This is an HTML version of an attachment to the Freedom of Information request 'Reports from South Central Neighbourhood Management Team to Assistant Executive Director Housing and Neighbourhoods'.

(CITY/AREA/WARD) REF This Report and the Appendices are exempt from publication on grounds of paragraph 7 and 9 of Schedule 12A of the Local Government Act 1972.

STATUS - EXEMPT

Portfolio: Regeneration

Executive Member/Director:

Councillor F Clucas

Charlie Parker

Date of submission:

Subject: Regeneration of the Granby Triangle. L8

Report No./Background papers

Granby Toxteth Masterplan

Expressions of Interest Received

Appendix 1

Contact officer:

David Seddon x225 6300

Executive summary

The Executive Board, at its meeting on 9th July 2004, noted the Granby Toxteth Masterplan as a concept document which outlined a vision for the area.

The Board also agreed that a further report should be brought forward which specifically addressed the regeneration issue of the Granby Triangle.

This report describes the action taken to address those issues and it recommends that the LCC and its lead developer appoint Company C as their preferred sub-developer in order to tailor that company's approach to the regeneration of the Granby Triangle.

Executive Member Cllr F Clucas and Charlie Parker

Recommendations

The Executive Board authorises:

  1. The partnership of the Lead Developer and the Council appoint Company C as preferred sub-developer for the regeneration of the Granby Triangle.

  2. The continuation of discussions with English Partnerships to explore their further involvement in the scheme.

  3. The start of detailed community consultation led by the Neighbourhood Manager for South Central aimed at refining Company C's approach.

  4. The start of discussions with the Plus Housing Group (as lead RSL) to identify alternative funding streams for social rented and/or shared ownership units if that proves to be necessary.

  5. The life of the Granby South Renewal Area be extended in order to facilitate the completion of the comprehensive regeneration programme for the area.

  6. A further report be brought back to the Executive Board when the design and financial consequences are finalised.

1.0 Background

1.1 In February 2004, the Council appointed 4 lead developers to work in partnership with the Council and the RSL's to deliver the Housing Market Renewal Initiative across the inner core of the city.

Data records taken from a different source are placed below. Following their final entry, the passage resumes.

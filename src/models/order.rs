//! Orders: legacy exchange orders and seaport listings

use super::account::{AccountFee, AccountRef};
use super::asset::{Asset, AssetBundle};
use super::{null_as_default, wire_int_enum};
use crate::codec::{Address, DecimalNumber, FlexValue, FlexibleTimestamp, HexBytes};
use serde::{Deserialize, Serialize};

// ============================================================================
// Enumerations
// ============================================================================

wire_int_enum! {
    /// Order side
    Side: u8 {
        #[default]
        Buy = 0,
        Sell = 1,
    }
}

wire_int_enum! {
    /// Pricing mechanism of a legacy order
    SaleKind: u8 {
        /// Fixed price, or minimum-bid auction
        #[default]
        FixedOrMinBid = 0,
        /// Declining-price auction
        DutchAuction = 1,
    }
}

wire_int_enum! {
    /// How the exchange invokes the order target
    HowToCall: u8 {
        #[default]
        Call = 0,
        DelegateCall = 1,
    }
}

wire_int_enum! {
    /// How fees on a legacy order are charged
    FeeMethod: u8 {
        #[default]
        ProtocolFee = 0,
        SplitFee = 1,
    }
}

wire_int_enum! {
    /// Kind of item offered or requested by a seaport order
    ItemType: u8 {
        #[default]
        Native = 0,
        Erc20 = 1,
        Erc721 = 2,
        Erc1155 = 3,
        Erc721WithCriteria = 4,
        Erc1155WithCriteria = 5,
    }
}

wire_int_enum! {
    /// Seaport order type
    OrderType: i8 {
        Old = -1,
        #[default]
        FullOpen = 0,
        PartialOpen = 1,
        FullRestricted = 2,
        PartialRestricted = 3,
    }
}

// ============================================================================
// Legacy orders
// ============================================================================

/// Asset reference carried in order metadata
#[derive(Debug, Clone, Default, PartialEq, Serialize, Deserialize)]
#[serde(default)]
pub struct MetadataAsset {
    pub id: Option<String>,
    pub address: Option<String>,
}

#[derive(Debug, Clone, Default, PartialEq, Serialize, Deserialize)]
#[serde(default)]
pub struct OrderMetadata {
    pub asset: Option<MetadataAsset>,
    pub schema: Option<String>,
}

/// Legacy exchange order
#[derive(Debug, Clone, Default, PartialEq, Serialize, Deserialize)]
#[serde(default)]
pub struct Order {
    #[serde(deserialize_with = "null_as_default")]
    pub id: i64,
    pub asset: Option<Asset>,
    pub created_date: Option<FlexibleTimestamp>,
    pub closing_date: Option<FlexibleTimestamp>,
    #[serde(deserialize_with = "null_as_default")]
    pub closing_extendable: bool,
    #[serde(deserialize_with = "null_as_default")]
    pub expiration_time: i64,
    #[serde(deserialize_with = "null_as_default")]
    pub listing_time: i64,
    pub order_hash: Option<String>,
    pub metadata: Option<OrderMetadata>,
    pub exchange: Address,
    pub maker: Option<AccountRef>,
    pub taker: Option<AccountRef>,
    pub current_price: DecimalNumber,
    pub bounty_multiple: Option<String>,
    pub maker_relayer_fee: DecimalNumber,
    pub taker_relayer_fee: DecimalNumber,
    pub maker_protocol_fee: DecimalNumber,
    pub taker_protocol_fee: DecimalNumber,
    pub maker_referrer_fee: DecimalNumber,
    pub fee_recipient: Option<AccountRef>,
    #[serde(deserialize_with = "null_as_default")]
    pub fee_method: FeeMethod,
    #[serde(deserialize_with = "null_as_default")]
    pub side: Side,
    #[serde(deserialize_with = "null_as_default")]
    pub sale_kind: SaleKind,
    pub target: Address,
    #[serde(deserialize_with = "null_as_default")]
    pub how_to_call: HowToCall,
    pub calldata: HexBytes,
    pub replacement_pattern: HexBytes,
    pub static_target: Address,
    pub static_extradata: HexBytes,
    pub payment_token: Address,
    pub base_price: DecimalNumber,
    pub extra: DecimalNumber,
    pub quantity: Option<String>,
    pub salt: DecimalNumber,
    pub v: Option<u8>,
    pub r: Option<String>,
    pub s: Option<String>,
    #[serde(deserialize_with = "null_as_default")]
    pub approved_on_chain: bool,
    #[serde(deserialize_with = "null_as_default")]
    pub cancelled: bool,
    #[serde(deserialize_with = "null_as_default")]
    pub finalized: bool,
    #[serde(deserialize_with = "null_as_default")]
    pub marked_invalid: bool,
    pub prefixed_hash: Option<String>,
}

impl Order {
    /// Whether the order is reserved for a specific taker
    pub fn is_private(&self) -> bool {
        self.taker.as_ref().is_some_and(|taker| !taker.address.is_null())
    }
}

// ============================================================================
// Seaport listings
// ============================================================================

/// Item offered by a seaport order
#[derive(Debug, Clone, Default, PartialEq, Serialize, Deserialize)]
#[serde(default, rename_all = "camelCase")]
pub struct OfferItem {
    #[serde(deserialize_with = "null_as_default")]
    pub item_type: ItemType,
    pub token: Address,
    pub identifier_or_criteria: DecimalNumber,
    pub start_amount: DecimalNumber,
    pub end_amount: DecimalNumber,
}

/// Item a seaport order requires in return, and who receives it
#[derive(Debug, Clone, Default, PartialEq, Serialize, Deserialize)]
#[serde(default)]
pub struct ConsiderationItem {
    #[serde(flatten)]
    pub item: OfferItem,
    pub recipient: Address,
}

/// Signed seaport order parameters
#[derive(Debug, Clone, Default, PartialEq, Serialize, Deserialize)]
#[serde(default, rename_all = "camelCase")]
pub struct OrderComponents {
    pub offerer: Address,
    pub zone: Address,
    pub zone_hash: HexBytes,
    pub start_time: DecimalNumber,
    pub end_time: DecimalNumber,
    #[serde(deserialize_with = "null_as_default")]
    pub order_type: OrderType,
    pub salt: DecimalNumber,
    pub conduit_key: HexBytes,
    #[serde(deserialize_with = "null_as_default")]
    pub total_original_consideration_items: i64,
    pub counter: FlexValue,
    pub nonce: FlexValue,
    #[serde(deserialize_with = "null_as_default")]
    pub offer: Vec<OfferItem>,
    #[serde(deserialize_with = "null_as_default")]
    pub consideration: Vec<ConsiderationItem>,
}

#[derive(Debug, Clone, Default, PartialEq, Serialize, Deserialize)]
#[serde(default)]
pub struct ProtocolData {
    pub parameters: Option<OrderComponents>,
    pub signature: HexBytes,
}

/// Seaport listing
#[derive(Debug, Clone, Default, PartialEq, Serialize, Deserialize)]
#[serde(default)]
pub struct OrderV2 {
    pub order_hash: Option<String>,
    pub created_date: Option<FlexibleTimestamp>,
    pub closing_date: Option<FlexibleTimestamp>,
    #[serde(deserialize_with = "null_as_default")]
    pub expiration_time: i64,
    #[serde(deserialize_with = "null_as_default")]
    pub listing_time: i64,
    pub maker: Option<AccountRef>,
    pub taker: Option<AccountRef>,
    pub current_price: DecimalNumber,
    #[serde(deserialize_with = "null_as_default")]
    pub maker_fees: Vec<AccountFee>,
    #[serde(deserialize_with = "null_as_default")]
    pub taker_fees: Vec<AccountFee>,
    pub side: Option<String>,
    pub order_type: Option<String>,
    #[serde(deserialize_with = "null_as_default")]
    pub cancelled: bool,
    #[serde(deserialize_with = "null_as_default")]
    pub finalized: bool,
    #[serde(deserialize_with = "null_as_default")]
    pub marked_invalid: bool,
    pub relay_id: Option<String>,
    pub client_signature: Option<String>,
    pub protocol_address: Address,
    pub protocol_data: Option<ProtocolData>,
    pub maker_asset_bundle: Option<AssetBundle>,
    pub taker_asset_bundle: Option<AssetBundle>,
}

impl OrderV2 {
    /// Whether the listing is reserved for a specific taker
    pub fn is_private(&self) -> bool {
        self.taker.as_ref().is_some_and(|taker| !taker.address.is_null())
    }
}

The Granby Triangle (defined as Ducie, Jermyn, Cairns, Beaconsfield and Granby Streets) is situated within the City Centre South Zone of Opportunity and the lead developer for this area is Gleeson.

1.2 In view of its recent history the Granby Triangle was identified by officers as a preferred early start on site for the lead developer, and was highlighted as such along with various other sites across the zone. However the lead developer considered that other sites were more deliverable in the short term and instead, preferred to work with the Granby community over the next few years in order to work up proposals for the area. Opinion as to the future of the Granby Triangle and a subsequent way forward was divided. It was obvious from community meetings that there were differences within the community as to whether partial demolition was acceptable yet it was pushing for an early solution to the worsening situation in South Granby.

1.3 It was apparent that the Council would need a private sector partner who understood the historic, architectural and cultural importance of the Granby Triangle, if a suitable regeneration solution was to be implemented.

1.4 Any solution would have to preserve as much of the streetscene

as economically possible whilst providing a variety of house types sufficient to satisfy the existing residents and attract new families to the area.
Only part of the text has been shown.